It begins to look as if we are faced with a deliberate plot; and already I can hear a chorus warming up in the wings, getting ready to call me a crackpot and a conspiracy theorist. I can only reply that there was such a plot, and that some of the original principals have confessed. In An Experiment in Criticism, C. S. Lewis professed that he had never heard anyone actually and explicitly say that works of pure imagination (such as fantasy) were per se not literature, or ought not to be read; but I have seen both those claims made. As late as the early 1990s, I could go into any ‘independent’ bookshop in my home town and confidently expect not to find any science fiction or fantasy, except for stuff like Nineteen Eighty-four or Lord of the Flies, which had been suitably disinfected by being taught as Literature — so much the better if it was unbearably depressing, as those two books are to most people. If I wanted such books, I had to look in the chain bookshops, where the staff and the distant owners were not too proud to carry ‘cheap commercial trash’.

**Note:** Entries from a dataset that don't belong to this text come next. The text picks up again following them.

use std::fs;
use std::path::PathBuf;

use tempfile::tempdir;

#[allow(deprecated)]
fn cargo_bin(name: &str) -> assert_cmd::Command {
    let mut cmd = assert_cmd::Command::cargo_bin(name).expect("binary not built");
    cmd.env_clear();
    cmd
}

fn fixture(name: &str) -> PathBuf {
    PathBuf::from(env!("CARGO_MANIFEST_DIR"))
        .join("..")
        .join("tests")
        .join("fixtures")
        .join("catalog")
        .join(name)
}

#[test]
fn every_binary_documents_the_deployment_variables() {
    for name in ["generate_embeddings", "import_data", "query_products"] {
        let assert = cargo_bin(name).arg("--help").assert().success();
        let help = String::from_utf8(assert.get_output().stdout.clone()).unwrap();
        assert!(help.contains("BUCKET_NAME"), "{name} help lists BUCKET_NAME");
        assert!(help.contains("--log-format"), "{name} help lists --log-format");
    }
}

#[test]
fn offline_generation_writes_embeddings_under_local_root() {
    let dir = tempdir().unwrap();
    let input = dir.path().join("amazon.csv");
    fs::copy(fixture("products.csv"), &input).unwrap();

    let assert = cargo_bin("generate_embeddings")
        .arg("--local-root")
        .arg(dir.path())
        .arg("--bucket")
        .arg("catalog-assets")
        .arg("--input-url")
        .arg(&input)
        .arg("--hash-embedder")
        .arg("--dimensions")
        .arg("4")
        .arg("--region")
        .arg("us-east-1")
        .assert()
        .success();

    let report: serde_json::Value =
        serde_json::from_slice(&assert.get_output().stdout).expect("json report");
    assert_eq!(report["rows"], 3);
    assert_eq!(report["dimensions"], 4);

    let written = dir.path().join("catalog-assets").join("embeddings.csv");
    let contents = fs::read_to_string(written).expect("embeddings written");
    let header = contents.lines().next().unwrap();
    assert!(header.ends_with(",embedding"));
    assert_eq!(contents.lines().count(), 4);
}

#[test]
fn import_without_bucket_names_the_missing_variable() {
    let assert = cargo_bin("import_data")
        .arg("--region")
        .arg("us-east-1")
        .assert()
        .failure();
    let stderr = String::from_utf8(assert.get_output().stderr.clone()).unwrap();
    assert!(stderr.contains("missing required setting `BUCKET_NAME`"), "{stderr}");
}

#[test]
fn query_requires_something_to_ask() {
    let assert = cargo_bin("query_products")
        .arg("--region")
        .arg("us-east-1")
        .assert()
        .failure();
    let stderr = String::from_utf8(assert.get_output().stderr.clone()).unwrap();
    assert!(stderr.contains("provide a query"), "{stderr}");
}

#[test]
fn unreadable_config_files_fail() {
    let dir = tempdir().unwrap();
    let config = dir.path().join("catalog.toml");
    fs::write(&config, "[storage]\nbucket = 42\n").unwrap();
    let assert = cargo_bin("import_data")
        .arg("--config")
        .arg(&config)
        .assert()
        .failure();
    let stderr = String::from_utf8(assert.get_output().stderr.clone()).unwrap();
    assert!(stderr.contains("loading pipeline configuration"), "{stderr}");
}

But where did this attitude start? I have elsewhere repeated Dave Wolverton’s assertion, which he can back with formidable evidence (as befits a retired professor), that it began with the American Socialist movement that arose around 1870, and in particular with William Dean Howells, the ‘father of American realism’. Here it is again, from ‘On Writing as a Fantasist’:

He claimed that authors had gone astray by being imitators of one another rather than of nature. He proscribed writing about ‘interesting’ characters — such as famous historical figures or creatures of myth. He decried exotic settings — places such as Rome or Pompeii, and he denounced tales that told of uncommon events. He praised stories that dealt with the everyday, where ‘nobody murders or debauches anybody else; there is no arson or pillage of any sort; there is no ghost, or a ravening beast, or a hair-breadth escape, or a shipwreck, or a monster of self-sacrifice, or a lady five thousand years old in the course of the whole story’. He denounced tales with sexual innuendo. He said that instead he wanted to publish stories about the plight of the ‘common man’, just living an ordinary existence. Because Howells was the editor of the largest and most powerful magazine of the time (and because of its fabulous payment rates, a short story sale to that magazine could support a writer for a year or two), his views had a tremendous influence on American writers.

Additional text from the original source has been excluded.